A escritora nigeriana Chimamanda Ngozi Adichie, fotografada em Vincennes, nos arredores de Paris, em 27 de março de 2025 © Joel Saget / AFP
Ele sorriu e disse que normalmente não se lembra do que diz em entrevistas, mas foi direto ao ponto: “ Geralmente não gosto do termo masculinidade tóxica, assim como não gosto de outros termos que são usados porque acho que limita o significado . Espero que o que eu disse tenha sido que, muitas vezes, os meninos crescem com uma ideia de masculinidade que não é verdadeira. Bater em uma menina é violência, mas não é força. Masculinidade é ser justo, mas com a força usada de forma positiva. Acho que a violência contra meninas e mulheres não está diminuindo. E é importante que nos concentremos nas vítimas, mas também naqueles que a causam; o que acontece que faz com que certos meninos de repente se desviem. É importante redefinir a masculinidade. Não estou dizendo que os homens são femininos, mas precisamos voltar, revisitar ideias ultrapassadas, buscar força positiva e considerar como reduzir a violência. Para fazer isso, também precisamos nos concentrar nos perpetradores.”
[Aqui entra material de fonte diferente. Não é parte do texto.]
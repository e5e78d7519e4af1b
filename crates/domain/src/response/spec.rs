//! Response specification type
//!
//! Contains the type representing an HTTP response: status, headers, body
//! and timing information.

use std::collections::BTreeMap;
use std::time::Duration;

use serde_json::Value;

use crate::error::{DomainError, DomainResult};

/// HTTP response as received by a test.
///
/// Immutable once built; the test that issued the request owns it.
#[derive(Debug, Clone, PartialEq, Eq)]
pub struct ResponseSpec {
    /// HTTP status code.
    pub status: u16,
    /// Final URL of the request that produced this response.
    pub url: String,
    /// Response headers, keyed by the name the server sent.
    pub headers: BTreeMap<String, String>,
    /// Response body as (lossy) UTF-8 text.
    pub body: String,
    /// Response body as raw bytes.
    pub body_bytes: Vec<u8>,
    /// Time from sending the request to receiving the full body.
    pub duration: Duration,
    /// Content-Type header value (extracted for convenience).
    pub content_type: Option<String>,
}

impl ResponseSpec {
    /// Creates a new `ResponseSpec` from raw response data.
    #[must_use]
    pub fn new(
        status: u16,
        url: impl Into<String>,
        headers: BTreeMap<String, String>,
        body: Vec<u8>,
        duration: Duration,
    ) -> Self {
        let content_type = headers
            .iter()
            .find(|(k, _)| k.eq_ignore_ascii_case("content-type"))
            .map(|(_, v)| v.clone());
        let body_string = String::from_utf8_lossy(&body).into_owned();

        Self {
            status,
            url: url.into(),
            headers,
            body: body_string,
            body_bytes: body,
            duration,
            content_type,
        }
    }

    /// Elapsed time in fractional seconds.
    #[must_use]
    pub fn elapsed_secs(&self) -> f64 {
        self.duration.as_secs_f64()
    }

    /// Returns at most `max_chars` characters of the body.
    #[must_use]
    pub fn body_excerpt(&self, max_chars: usize) -> &str {
        truncate_chars(&self.body, max_chars)
    }

    /// Parses the body as JSON.
    ///
    /// # Errors
    ///
    /// Returns [`DomainError::InvalidJson`] if the body is not valid JSON.
    pub fn json(&self) -> DomainResult<Value> {
        serde_json::from_slice(&self.body_bytes).map_err(|e| DomainError::InvalidJson(e.to_string()))
    }

    /// Parses the body as JSON, reading an empty or blank body as `{}`.
    ///
    /// DELETE endpoints commonly answer with no content.
    ///
    /// # Errors
    ///
    /// Returns [`DomainError::InvalidJson`] if a non-blank body is not valid JSON.
    pub fn json_or_empty(&self) -> DomainResult<Value> {
        if self.body.trim().is_empty() {
            return Ok(Value::Object(serde_json::Map::new()));
        }
        self.json()
    }

    /// Returns true if the content type indicates JSON.
    #[must_use]
    pub fn is_json(&self) -> bool {
        self.content_type
            .as_ref()
            .is_some_and(|ct| ct.contains("application/json") || ct.contains("+json"))
    }

    /// Gets a header value by name (case-insensitive).
    #[must_use]
    pub fn get_header(&self, name: &str) -> Option<&String> {
        self.headers
            .iter()
            .find(|(k, _)| k.eq_ignore_ascii_case(name))
            .map(|(_, v)| v)
    }
}

/// Returns the first `max_chars` characters of `text`, never splitting a
/// multi-byte character.
#[must_use]
pub fn truncate_chars(text: &str, max_chars: usize) -> &str {
    match text.char_indices().nth(max_chars) {
        Some((idx, _)) => &text[..idx],
        None => text,
    }
}
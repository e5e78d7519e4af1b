//! HTTP Client port

use std::future::Future;

use apiprobe_domain::{request::RequestSpec, response::ResponseSpec};
use thiserror::Error;

/// Port for executing HTTP requests.
///
/// Implementations forward the request and return whatever came back; status
/// codes are never interpreted here.
pub trait HttpClient: Send + Sync {
    /// Executes an HTTP request and returns the full response.
    ///
    /// # Errors
    ///
    /// Returns an error if the request fails at the transport level
    /// (network issues, timeout, malformed URL).
    fn execute(
        &self,
        request: &RequestSpec,
    ) -> impl Future<Output = Result<ResponseSpec, HttpClientError>> + Send;
}

/// Transport-level failures.
///
/// These abort the test that issued the request and never count as an
/// assertion failure.
#[derive(Debug, Error, Clone, PartialEq, Eq)]
pub enum HttpClientError {
    /// The URL could not be parsed.
    #[error("invalid URL: {0}")]
    InvalidUrl(String),

    /// The request did not complete in time.
    #[error("request timed out after {timeout_ms}ms")]
    Timeout {
        /// The timeout that elapsed.
        timeout_ms: u64,
    },

    /// The host name could not be resolved.
    #[error("could not resolve host '{host}': {message}")]
    DnsError {
        /// Host that failed to resolve.
        host: String,
        /// Underlying error text.
        message: String,
    },

    /// The server refused the connection.
    #[error("connection refused by {host}:{port}")]
    ConnectionRefused {
        /// Target host.
        host: String,
        /// Target port.
        port: u16,
    },

    /// The connection failed for another reason.
    #[error("connection failed: {0}")]
    ConnectionFailed(String),

    /// The redirect limit was exceeded.
    #[error("too many redirects (max {max})")]
    TooManyRedirects {
        /// Configured redirect limit.
        max: usize,
    },

    /// Any other transport error.
    #[error("{0}")]
    Other(String),
}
–O que mais você acha que deveria ser compartilhado na literatura contemporânea?
– Precisamos ver mais mulheres na literatura séria. Estou falando da vida interior das mulheres, de sua humanidade confusa, intrincada e complexa. Damos como certo que isso já foi abordado na grande literatura, mas foi escrito por homens. E os homens não representam as mulheres em sua complexidade. O corpo e a saúde das mulheres também importam diretamente. Eu escrevo ficção realista. Espero que seja útil quando, daqui a 100 anos, alguém a ler e ver como vivemos hoje. Às vezes, ela até reflete o que nos é permitido fazer com o corpo das mulheres. Se mais homens lessem mais sobre o corpo das mulheres, talvez a comunicação melhorasse.
Chimamanda Ngozi Adichie sente que amadureceu, que fez as pazes com a incerteza que agora abraça . "Não é que eu esteja insegura em relação às pessoas que amo, mas sim que estou insegura em relação ao amanhã, e isso torna o amor mais frágil e precioso. Talvez eu tenha me tornado uma pessoa que entende o amor e o perdão mais como parte do amor."
E após falar sobre as dificuldades de ser uma mulher negra e pobre, e sua experiência de luto e tristeza durante seu luto pessoal durante a pandemia, ela esclareceu que escreve em inglês porque é sua língua nativa, embora sonhe em inglês e também em igbo, uma das línguas nativas da Nigéria, um país linguisticamente diverso com 500 línguas faladas.
Voltando ao que aprendeu na vida adulta, a escritora africana disse que hoje se interessa em observar como o passado nos constrói e nos molda. " A história é sempre fascinante. Estou muito interessada agora na Segunda Guerra Mundial", concluiu.